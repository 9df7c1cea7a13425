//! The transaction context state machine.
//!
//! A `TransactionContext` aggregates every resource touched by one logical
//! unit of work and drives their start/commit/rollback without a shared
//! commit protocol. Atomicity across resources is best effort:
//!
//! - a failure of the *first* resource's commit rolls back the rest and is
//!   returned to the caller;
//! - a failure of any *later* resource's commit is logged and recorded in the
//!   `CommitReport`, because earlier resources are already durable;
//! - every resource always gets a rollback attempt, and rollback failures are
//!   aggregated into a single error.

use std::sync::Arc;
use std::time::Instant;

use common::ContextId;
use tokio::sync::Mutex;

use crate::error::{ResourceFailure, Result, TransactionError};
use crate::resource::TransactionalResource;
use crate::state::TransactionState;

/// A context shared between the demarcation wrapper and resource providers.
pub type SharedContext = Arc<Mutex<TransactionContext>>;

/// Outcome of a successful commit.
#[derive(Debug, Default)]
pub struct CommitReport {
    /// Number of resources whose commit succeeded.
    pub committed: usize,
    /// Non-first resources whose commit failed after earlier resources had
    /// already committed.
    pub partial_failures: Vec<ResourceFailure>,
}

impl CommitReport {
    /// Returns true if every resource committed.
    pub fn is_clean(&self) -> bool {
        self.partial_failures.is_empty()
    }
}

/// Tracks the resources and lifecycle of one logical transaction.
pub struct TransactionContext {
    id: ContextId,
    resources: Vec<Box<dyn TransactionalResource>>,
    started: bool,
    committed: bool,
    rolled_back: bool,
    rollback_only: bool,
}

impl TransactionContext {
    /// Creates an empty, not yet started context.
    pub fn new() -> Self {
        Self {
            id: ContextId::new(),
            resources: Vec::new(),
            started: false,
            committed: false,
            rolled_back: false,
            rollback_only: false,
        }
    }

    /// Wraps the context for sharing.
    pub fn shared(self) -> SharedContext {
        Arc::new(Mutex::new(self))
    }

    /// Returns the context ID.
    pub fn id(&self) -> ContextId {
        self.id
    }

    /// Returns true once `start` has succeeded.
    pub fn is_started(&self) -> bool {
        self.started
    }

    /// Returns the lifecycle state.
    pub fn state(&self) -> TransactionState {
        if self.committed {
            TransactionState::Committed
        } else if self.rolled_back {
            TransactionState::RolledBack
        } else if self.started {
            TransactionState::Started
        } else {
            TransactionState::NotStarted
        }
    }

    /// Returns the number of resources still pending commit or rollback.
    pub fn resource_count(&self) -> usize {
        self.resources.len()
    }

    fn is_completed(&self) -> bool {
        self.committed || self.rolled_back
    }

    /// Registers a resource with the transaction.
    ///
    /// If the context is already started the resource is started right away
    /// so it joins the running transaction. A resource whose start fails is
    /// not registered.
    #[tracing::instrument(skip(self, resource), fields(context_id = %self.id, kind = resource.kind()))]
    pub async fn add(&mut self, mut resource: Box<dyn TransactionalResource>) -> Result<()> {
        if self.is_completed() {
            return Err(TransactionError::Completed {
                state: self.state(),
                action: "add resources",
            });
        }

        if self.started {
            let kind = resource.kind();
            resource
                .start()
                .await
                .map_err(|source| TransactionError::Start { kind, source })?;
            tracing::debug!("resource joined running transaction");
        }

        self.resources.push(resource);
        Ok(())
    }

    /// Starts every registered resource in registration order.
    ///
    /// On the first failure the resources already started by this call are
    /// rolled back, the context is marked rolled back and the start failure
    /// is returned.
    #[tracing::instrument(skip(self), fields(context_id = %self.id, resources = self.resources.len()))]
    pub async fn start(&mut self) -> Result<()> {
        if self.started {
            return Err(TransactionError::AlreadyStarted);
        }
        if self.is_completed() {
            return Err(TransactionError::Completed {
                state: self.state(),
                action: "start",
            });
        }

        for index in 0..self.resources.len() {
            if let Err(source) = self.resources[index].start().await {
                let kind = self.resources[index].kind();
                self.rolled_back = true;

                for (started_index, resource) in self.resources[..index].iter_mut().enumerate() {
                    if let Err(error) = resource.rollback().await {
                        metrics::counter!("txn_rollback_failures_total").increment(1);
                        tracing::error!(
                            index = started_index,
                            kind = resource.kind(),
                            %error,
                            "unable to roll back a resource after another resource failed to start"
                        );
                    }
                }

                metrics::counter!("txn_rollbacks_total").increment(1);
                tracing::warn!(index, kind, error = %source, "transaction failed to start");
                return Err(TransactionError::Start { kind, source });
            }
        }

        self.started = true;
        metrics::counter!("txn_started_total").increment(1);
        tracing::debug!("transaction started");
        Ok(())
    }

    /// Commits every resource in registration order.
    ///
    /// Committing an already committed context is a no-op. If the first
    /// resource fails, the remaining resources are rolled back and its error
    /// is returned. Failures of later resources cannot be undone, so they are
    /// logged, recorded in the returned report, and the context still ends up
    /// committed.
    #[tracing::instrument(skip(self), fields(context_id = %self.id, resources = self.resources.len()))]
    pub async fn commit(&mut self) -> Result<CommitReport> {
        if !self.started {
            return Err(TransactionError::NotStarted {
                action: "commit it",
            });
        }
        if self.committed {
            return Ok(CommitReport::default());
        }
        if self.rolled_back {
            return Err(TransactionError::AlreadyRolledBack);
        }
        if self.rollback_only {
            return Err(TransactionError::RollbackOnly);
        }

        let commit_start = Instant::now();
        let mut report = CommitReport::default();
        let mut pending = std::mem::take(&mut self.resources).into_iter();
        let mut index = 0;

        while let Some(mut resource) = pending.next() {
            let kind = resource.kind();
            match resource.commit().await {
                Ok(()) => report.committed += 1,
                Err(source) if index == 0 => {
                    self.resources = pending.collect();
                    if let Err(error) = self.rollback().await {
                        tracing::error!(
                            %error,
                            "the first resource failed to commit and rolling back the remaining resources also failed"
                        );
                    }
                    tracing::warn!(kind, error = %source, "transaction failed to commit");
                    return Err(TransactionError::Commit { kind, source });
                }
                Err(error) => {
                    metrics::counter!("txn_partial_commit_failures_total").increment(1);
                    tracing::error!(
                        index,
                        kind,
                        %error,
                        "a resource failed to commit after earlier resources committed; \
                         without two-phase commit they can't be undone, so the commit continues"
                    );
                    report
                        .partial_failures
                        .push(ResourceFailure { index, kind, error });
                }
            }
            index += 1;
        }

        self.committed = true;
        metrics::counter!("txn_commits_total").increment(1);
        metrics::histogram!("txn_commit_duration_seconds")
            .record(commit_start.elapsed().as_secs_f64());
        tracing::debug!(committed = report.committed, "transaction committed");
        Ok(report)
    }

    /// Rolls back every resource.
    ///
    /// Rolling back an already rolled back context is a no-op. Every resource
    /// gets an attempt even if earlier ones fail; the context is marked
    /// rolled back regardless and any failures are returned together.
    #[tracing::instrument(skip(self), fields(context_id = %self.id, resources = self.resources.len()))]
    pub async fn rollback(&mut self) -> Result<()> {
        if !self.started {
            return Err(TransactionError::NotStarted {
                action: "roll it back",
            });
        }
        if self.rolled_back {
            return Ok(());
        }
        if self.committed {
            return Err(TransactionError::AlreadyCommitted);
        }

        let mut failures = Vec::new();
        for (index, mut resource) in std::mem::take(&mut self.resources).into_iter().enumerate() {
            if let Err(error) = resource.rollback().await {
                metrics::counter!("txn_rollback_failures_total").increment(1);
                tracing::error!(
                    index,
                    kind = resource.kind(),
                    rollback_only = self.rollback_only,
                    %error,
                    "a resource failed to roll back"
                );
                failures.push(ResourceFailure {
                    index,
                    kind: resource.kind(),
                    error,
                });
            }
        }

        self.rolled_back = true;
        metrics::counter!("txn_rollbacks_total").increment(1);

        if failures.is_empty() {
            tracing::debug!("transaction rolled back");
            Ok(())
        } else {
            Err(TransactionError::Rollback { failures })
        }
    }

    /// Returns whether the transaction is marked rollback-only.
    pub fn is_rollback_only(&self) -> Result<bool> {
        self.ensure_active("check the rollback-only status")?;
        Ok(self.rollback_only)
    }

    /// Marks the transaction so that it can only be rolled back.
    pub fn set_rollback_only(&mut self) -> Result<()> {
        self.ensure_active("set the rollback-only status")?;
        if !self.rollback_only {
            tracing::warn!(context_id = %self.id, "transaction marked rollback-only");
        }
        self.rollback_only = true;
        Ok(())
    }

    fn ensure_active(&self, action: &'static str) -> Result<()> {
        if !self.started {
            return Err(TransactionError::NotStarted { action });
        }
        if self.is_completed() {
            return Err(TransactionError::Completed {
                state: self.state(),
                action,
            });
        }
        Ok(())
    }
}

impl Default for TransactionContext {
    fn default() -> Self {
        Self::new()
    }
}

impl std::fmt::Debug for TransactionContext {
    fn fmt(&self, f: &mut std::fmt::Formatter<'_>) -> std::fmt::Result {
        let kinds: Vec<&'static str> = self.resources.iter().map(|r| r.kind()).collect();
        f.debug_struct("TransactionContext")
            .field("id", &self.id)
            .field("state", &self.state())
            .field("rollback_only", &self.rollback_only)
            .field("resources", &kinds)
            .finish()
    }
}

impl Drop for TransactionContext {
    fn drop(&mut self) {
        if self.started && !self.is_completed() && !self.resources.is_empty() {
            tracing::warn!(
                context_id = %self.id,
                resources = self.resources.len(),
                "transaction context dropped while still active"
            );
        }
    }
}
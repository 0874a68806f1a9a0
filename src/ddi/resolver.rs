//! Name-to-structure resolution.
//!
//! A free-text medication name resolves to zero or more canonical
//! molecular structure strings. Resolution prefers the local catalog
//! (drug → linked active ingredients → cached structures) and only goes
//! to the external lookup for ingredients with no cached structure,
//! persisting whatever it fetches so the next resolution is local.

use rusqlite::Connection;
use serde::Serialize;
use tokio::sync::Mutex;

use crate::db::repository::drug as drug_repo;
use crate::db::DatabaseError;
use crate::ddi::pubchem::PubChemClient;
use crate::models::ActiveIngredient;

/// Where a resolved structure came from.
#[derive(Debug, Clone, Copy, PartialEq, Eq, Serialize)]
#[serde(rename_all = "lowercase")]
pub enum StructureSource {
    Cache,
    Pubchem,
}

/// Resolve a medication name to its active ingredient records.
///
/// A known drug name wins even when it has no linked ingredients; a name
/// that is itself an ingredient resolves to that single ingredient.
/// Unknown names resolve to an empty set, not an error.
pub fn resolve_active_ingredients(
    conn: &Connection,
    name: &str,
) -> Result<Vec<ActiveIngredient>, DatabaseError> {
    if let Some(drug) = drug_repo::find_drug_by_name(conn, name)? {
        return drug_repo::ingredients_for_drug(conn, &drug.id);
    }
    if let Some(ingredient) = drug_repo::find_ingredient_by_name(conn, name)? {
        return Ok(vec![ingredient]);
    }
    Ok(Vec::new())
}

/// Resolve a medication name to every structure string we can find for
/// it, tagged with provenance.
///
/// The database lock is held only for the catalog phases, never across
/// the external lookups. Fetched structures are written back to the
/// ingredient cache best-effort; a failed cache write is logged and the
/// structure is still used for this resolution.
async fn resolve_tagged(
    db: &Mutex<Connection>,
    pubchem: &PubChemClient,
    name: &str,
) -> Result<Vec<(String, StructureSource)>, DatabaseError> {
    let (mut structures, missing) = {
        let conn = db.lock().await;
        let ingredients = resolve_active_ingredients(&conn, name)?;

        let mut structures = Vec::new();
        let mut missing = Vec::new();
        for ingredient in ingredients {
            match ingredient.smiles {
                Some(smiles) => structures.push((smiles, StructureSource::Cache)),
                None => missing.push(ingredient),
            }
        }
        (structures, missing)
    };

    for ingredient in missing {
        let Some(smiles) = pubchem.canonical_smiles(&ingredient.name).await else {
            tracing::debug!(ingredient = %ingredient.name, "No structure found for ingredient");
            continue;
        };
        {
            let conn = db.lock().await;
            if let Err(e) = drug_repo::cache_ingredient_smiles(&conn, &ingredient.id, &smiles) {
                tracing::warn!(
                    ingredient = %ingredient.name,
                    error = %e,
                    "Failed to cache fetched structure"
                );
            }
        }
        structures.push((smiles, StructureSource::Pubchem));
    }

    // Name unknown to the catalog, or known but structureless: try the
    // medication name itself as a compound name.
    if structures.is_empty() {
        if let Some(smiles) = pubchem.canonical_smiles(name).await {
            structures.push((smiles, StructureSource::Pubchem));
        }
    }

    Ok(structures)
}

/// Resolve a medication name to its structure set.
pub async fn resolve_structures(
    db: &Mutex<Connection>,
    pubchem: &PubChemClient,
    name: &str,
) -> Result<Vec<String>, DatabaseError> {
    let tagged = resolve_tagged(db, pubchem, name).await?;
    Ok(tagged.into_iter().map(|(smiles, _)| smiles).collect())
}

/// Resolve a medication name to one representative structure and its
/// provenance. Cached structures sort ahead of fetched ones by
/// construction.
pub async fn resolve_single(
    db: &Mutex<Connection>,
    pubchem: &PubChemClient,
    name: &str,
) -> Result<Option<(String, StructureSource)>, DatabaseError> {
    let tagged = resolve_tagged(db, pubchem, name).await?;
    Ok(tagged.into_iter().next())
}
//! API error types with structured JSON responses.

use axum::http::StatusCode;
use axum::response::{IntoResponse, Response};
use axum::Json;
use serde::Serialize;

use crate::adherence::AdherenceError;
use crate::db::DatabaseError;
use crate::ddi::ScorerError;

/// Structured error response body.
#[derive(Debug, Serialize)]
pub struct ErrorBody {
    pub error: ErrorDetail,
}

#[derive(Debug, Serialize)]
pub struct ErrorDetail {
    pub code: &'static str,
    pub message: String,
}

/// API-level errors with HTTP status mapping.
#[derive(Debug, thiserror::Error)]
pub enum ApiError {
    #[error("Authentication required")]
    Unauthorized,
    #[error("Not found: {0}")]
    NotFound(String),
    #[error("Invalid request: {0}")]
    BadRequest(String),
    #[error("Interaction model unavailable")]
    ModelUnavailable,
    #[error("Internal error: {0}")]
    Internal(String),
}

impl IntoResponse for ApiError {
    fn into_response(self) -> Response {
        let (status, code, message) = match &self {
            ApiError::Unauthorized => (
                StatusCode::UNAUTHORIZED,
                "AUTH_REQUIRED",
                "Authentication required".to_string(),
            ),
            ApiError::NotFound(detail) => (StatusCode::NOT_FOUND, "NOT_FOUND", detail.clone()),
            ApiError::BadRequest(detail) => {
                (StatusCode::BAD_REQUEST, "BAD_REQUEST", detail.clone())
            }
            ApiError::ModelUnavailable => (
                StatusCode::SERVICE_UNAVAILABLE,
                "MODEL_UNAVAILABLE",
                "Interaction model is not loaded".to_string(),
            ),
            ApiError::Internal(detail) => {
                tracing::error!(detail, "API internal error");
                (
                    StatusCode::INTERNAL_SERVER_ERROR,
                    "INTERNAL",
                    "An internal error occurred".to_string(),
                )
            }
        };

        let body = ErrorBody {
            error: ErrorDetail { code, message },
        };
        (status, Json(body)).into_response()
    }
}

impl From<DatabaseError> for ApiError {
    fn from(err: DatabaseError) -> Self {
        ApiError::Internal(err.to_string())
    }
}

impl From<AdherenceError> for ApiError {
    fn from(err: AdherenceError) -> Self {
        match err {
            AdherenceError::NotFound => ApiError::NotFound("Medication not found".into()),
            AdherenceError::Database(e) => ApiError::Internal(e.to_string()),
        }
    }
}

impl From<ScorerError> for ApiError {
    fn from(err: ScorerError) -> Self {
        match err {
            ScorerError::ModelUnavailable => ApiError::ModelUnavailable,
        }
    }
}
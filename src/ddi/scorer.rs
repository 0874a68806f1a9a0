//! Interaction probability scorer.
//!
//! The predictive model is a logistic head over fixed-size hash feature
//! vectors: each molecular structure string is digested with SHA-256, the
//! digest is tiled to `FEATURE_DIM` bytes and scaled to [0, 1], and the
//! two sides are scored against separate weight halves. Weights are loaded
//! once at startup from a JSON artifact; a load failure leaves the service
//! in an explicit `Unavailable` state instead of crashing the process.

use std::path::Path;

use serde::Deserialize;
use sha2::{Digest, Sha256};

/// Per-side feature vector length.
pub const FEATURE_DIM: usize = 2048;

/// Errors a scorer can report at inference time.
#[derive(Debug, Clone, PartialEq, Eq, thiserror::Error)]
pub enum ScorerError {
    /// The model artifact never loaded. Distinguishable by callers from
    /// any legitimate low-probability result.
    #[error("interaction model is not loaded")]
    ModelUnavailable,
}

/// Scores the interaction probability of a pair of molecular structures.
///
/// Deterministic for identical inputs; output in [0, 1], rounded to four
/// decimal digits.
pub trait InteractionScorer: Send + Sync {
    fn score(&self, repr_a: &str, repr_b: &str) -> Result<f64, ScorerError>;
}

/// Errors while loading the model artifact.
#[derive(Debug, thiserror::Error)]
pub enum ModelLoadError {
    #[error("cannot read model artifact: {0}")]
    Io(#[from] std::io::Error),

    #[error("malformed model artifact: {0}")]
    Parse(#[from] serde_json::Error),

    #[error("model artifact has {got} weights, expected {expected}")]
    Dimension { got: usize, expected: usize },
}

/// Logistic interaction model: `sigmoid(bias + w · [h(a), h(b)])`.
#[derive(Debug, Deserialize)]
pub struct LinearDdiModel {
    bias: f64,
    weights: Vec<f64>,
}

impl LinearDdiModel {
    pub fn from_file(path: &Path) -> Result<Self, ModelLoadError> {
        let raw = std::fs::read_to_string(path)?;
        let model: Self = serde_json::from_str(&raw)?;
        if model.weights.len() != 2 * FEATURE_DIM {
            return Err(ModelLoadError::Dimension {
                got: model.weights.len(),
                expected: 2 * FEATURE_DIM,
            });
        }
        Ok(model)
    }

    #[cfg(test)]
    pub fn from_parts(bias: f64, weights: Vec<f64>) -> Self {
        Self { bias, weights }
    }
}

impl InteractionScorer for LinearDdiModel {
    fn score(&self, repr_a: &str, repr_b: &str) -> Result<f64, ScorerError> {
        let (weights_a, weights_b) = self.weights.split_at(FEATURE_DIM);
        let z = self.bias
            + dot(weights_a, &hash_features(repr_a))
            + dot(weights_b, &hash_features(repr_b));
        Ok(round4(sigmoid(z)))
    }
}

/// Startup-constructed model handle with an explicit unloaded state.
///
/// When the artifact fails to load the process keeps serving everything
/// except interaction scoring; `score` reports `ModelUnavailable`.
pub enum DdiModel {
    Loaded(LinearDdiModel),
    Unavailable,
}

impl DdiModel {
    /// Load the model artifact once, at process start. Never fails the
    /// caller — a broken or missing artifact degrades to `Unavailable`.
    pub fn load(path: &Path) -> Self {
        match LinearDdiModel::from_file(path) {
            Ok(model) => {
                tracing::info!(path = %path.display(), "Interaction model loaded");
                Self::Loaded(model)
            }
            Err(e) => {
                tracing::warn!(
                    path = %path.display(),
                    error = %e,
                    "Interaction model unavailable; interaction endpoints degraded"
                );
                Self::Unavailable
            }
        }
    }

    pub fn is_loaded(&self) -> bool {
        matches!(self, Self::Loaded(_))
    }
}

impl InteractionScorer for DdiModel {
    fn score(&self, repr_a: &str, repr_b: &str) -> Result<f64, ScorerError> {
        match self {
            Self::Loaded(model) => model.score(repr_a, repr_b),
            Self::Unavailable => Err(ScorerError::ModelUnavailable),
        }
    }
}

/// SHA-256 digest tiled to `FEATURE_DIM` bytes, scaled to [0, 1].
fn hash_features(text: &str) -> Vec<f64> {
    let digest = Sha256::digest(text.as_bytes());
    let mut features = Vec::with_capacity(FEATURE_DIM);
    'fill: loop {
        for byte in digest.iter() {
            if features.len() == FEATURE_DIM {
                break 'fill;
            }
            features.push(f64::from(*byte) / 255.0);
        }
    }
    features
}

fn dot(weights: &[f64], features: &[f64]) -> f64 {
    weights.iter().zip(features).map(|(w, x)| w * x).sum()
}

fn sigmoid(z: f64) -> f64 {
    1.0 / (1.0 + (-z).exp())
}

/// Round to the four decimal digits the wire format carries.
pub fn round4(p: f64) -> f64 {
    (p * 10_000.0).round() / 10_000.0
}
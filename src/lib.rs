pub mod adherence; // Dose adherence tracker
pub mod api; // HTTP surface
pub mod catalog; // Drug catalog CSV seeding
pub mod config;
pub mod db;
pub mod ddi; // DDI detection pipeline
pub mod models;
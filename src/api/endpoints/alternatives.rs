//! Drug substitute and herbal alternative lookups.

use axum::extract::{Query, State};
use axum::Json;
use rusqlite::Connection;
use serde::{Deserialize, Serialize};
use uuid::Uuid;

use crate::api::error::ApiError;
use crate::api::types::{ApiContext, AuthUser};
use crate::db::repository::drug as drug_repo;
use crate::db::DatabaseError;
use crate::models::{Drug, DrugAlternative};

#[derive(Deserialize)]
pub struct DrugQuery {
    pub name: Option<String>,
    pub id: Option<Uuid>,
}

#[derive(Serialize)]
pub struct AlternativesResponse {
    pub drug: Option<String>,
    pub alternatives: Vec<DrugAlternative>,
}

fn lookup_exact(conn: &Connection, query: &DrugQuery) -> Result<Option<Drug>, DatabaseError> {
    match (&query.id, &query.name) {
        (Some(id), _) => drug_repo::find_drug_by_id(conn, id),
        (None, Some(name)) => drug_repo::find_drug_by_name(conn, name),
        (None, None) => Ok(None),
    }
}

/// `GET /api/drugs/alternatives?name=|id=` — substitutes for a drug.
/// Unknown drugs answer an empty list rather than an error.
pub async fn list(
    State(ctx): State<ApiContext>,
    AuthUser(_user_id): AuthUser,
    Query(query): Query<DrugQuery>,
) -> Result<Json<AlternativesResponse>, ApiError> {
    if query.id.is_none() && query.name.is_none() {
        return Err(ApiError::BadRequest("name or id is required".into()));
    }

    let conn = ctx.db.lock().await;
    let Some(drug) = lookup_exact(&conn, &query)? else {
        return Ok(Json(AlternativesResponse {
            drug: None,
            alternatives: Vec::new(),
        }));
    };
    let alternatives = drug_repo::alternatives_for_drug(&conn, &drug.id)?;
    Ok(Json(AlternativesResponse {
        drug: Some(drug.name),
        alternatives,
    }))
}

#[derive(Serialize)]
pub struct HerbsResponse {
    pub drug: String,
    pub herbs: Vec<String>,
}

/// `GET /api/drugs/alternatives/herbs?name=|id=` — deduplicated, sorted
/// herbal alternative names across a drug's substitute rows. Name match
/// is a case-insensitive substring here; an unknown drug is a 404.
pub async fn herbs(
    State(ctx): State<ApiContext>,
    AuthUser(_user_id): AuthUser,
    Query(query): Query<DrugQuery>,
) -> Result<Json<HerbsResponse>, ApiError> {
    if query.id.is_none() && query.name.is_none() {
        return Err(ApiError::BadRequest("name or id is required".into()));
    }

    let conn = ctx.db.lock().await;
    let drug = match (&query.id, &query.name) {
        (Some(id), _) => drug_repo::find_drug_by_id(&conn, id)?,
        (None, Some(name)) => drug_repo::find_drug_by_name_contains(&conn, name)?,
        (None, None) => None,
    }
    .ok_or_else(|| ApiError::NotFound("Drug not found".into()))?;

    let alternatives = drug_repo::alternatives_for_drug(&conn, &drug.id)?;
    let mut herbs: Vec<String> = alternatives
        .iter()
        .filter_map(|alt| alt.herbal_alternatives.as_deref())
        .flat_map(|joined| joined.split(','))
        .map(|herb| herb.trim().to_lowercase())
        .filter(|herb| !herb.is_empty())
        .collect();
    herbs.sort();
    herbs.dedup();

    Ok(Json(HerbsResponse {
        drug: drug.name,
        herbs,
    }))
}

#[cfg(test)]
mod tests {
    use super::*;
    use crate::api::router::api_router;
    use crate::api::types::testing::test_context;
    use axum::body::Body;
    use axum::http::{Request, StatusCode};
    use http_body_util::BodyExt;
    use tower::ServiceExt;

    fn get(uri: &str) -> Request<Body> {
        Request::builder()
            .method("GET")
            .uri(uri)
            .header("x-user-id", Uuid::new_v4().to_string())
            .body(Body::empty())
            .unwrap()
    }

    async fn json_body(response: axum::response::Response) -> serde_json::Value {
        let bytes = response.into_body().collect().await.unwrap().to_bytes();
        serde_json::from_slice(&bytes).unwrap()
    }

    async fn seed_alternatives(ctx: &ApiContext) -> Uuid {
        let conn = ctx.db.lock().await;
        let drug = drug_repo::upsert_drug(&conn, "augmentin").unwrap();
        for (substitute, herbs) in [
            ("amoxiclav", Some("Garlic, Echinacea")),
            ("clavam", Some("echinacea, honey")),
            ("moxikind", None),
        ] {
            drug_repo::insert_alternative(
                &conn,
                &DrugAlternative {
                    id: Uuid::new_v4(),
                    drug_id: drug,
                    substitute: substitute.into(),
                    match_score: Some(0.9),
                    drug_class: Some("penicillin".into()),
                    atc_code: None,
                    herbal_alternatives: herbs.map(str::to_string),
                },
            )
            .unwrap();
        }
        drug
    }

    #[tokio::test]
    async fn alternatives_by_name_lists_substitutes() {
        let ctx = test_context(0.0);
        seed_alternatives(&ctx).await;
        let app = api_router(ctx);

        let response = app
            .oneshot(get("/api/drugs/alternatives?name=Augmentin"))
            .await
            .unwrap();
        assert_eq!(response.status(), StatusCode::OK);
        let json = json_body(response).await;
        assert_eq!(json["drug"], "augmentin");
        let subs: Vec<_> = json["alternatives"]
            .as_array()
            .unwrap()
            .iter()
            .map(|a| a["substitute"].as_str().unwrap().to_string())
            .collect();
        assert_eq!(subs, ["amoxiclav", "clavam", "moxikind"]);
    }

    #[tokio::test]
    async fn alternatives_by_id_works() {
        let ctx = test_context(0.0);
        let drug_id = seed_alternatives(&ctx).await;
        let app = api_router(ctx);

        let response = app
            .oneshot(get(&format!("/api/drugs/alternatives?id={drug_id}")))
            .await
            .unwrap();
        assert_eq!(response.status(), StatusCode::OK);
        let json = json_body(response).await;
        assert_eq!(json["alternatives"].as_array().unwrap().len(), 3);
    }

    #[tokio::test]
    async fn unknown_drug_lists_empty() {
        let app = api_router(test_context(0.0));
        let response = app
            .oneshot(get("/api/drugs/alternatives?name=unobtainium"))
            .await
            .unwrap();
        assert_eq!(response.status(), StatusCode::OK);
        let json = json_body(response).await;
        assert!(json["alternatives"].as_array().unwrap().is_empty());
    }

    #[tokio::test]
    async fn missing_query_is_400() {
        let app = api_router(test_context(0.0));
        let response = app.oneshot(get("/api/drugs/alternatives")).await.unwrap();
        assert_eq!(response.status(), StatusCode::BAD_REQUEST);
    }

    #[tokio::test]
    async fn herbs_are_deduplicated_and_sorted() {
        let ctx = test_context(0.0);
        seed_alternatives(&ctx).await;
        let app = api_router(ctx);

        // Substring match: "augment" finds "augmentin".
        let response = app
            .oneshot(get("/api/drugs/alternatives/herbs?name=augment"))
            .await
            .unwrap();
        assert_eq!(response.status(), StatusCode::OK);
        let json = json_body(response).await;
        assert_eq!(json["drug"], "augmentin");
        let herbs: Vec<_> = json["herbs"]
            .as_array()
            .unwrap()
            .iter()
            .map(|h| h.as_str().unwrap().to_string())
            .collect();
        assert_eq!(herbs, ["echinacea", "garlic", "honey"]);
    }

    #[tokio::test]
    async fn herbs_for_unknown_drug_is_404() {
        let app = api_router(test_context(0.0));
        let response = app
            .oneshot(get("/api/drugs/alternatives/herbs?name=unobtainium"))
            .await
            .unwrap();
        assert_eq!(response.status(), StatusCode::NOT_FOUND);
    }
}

***

Description of the task ▸
Locate the lines above that hold the word "models". Show every one of them.

Output ▸
use crate::models::ActiveIngredient;
pub mod models;
use crate::models::{Drug, DrugAlternative};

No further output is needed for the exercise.